_Data records_.
>>>
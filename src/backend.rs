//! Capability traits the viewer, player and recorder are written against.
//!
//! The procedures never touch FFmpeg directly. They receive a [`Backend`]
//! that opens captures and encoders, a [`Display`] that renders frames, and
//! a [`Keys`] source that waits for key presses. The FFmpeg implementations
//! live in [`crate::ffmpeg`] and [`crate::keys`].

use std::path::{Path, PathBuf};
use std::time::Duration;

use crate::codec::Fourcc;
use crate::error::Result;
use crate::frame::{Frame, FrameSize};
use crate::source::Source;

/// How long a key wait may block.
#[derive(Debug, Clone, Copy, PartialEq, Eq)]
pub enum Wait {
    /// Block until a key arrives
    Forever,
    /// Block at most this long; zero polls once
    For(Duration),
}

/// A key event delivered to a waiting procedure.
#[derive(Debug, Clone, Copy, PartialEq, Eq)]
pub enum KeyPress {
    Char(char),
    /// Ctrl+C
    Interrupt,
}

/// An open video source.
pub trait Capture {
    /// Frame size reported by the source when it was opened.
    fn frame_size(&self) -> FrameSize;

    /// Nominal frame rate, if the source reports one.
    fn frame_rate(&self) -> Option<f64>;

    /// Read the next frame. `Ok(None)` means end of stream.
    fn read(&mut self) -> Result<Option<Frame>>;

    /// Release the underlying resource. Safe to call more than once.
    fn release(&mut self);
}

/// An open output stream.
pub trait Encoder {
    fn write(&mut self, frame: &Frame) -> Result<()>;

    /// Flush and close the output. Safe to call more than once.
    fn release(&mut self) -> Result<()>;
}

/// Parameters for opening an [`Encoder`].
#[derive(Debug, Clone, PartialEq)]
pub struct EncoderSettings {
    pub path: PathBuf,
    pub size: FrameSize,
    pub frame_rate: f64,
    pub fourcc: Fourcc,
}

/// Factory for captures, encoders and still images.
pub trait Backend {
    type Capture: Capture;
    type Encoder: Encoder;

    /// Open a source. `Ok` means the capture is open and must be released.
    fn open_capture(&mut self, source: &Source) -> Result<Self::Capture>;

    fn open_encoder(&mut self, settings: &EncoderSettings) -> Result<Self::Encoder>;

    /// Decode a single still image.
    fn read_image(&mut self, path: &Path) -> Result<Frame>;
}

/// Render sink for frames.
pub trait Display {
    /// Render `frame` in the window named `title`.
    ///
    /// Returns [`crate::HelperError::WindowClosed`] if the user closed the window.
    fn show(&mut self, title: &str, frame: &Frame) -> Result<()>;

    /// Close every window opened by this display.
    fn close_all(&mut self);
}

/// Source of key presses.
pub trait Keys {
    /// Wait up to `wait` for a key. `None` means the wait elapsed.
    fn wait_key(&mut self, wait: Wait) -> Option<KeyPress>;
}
<<<
>>>
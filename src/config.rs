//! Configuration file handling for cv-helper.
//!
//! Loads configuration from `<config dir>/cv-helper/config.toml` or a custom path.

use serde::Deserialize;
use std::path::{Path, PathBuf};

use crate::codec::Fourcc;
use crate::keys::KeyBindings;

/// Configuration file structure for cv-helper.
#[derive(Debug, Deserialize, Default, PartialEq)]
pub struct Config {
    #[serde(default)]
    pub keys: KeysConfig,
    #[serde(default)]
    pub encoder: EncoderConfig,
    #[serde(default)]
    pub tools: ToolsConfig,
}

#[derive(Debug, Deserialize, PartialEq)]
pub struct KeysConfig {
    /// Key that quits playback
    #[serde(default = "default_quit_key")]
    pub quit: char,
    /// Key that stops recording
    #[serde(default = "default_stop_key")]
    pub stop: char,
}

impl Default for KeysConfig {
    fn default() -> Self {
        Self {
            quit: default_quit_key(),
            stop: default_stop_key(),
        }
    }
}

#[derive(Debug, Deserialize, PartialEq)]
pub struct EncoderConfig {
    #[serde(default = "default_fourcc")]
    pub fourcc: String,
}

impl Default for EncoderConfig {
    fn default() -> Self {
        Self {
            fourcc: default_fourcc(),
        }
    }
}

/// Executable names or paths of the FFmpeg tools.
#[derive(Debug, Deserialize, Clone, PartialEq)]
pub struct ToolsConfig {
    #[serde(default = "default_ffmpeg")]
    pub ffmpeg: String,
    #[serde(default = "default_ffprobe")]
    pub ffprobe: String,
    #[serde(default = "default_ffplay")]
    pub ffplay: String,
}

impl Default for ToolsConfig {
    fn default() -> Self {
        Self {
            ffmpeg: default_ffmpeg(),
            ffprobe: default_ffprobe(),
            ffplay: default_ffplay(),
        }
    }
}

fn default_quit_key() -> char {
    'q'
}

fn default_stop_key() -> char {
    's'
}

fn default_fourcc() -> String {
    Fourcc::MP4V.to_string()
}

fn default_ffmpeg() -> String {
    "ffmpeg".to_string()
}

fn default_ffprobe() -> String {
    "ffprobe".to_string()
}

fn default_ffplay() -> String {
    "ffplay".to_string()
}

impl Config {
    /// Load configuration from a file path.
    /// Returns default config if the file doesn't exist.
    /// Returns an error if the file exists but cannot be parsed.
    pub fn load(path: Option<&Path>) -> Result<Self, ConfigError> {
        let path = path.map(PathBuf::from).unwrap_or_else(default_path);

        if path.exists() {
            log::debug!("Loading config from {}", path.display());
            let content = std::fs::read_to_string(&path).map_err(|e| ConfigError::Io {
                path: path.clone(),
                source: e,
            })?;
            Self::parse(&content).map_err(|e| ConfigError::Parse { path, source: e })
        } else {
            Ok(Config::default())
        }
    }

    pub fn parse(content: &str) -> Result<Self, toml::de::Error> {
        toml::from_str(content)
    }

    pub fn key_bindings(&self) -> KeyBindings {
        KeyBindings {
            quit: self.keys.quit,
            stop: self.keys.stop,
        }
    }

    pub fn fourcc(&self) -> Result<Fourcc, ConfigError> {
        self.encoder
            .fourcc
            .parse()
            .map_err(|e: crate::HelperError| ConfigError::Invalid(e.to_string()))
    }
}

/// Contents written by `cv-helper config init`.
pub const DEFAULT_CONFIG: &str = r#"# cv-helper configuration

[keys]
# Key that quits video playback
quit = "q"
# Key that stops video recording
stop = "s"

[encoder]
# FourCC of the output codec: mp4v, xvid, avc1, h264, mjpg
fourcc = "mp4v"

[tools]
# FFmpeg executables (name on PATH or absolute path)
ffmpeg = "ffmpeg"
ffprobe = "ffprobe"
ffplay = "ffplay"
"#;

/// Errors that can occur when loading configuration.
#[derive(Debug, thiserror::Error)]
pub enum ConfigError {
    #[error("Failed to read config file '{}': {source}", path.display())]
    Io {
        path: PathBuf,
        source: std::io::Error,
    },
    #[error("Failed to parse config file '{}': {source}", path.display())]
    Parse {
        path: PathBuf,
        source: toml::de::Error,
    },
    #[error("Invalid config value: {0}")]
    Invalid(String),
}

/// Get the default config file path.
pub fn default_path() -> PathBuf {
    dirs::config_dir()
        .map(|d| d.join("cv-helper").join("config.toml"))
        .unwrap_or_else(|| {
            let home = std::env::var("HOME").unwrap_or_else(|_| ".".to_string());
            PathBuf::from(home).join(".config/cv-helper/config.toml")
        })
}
<<<
_What needs to be done_.
Copy each line of the listing that contains the string "window".

_Exercise response_.
    /// Render `frame` in the window named `title`.
    /// Returns [`crate::HelperError::WindowClosed`] if the user closed the window.
    /// Close every window opened by this display.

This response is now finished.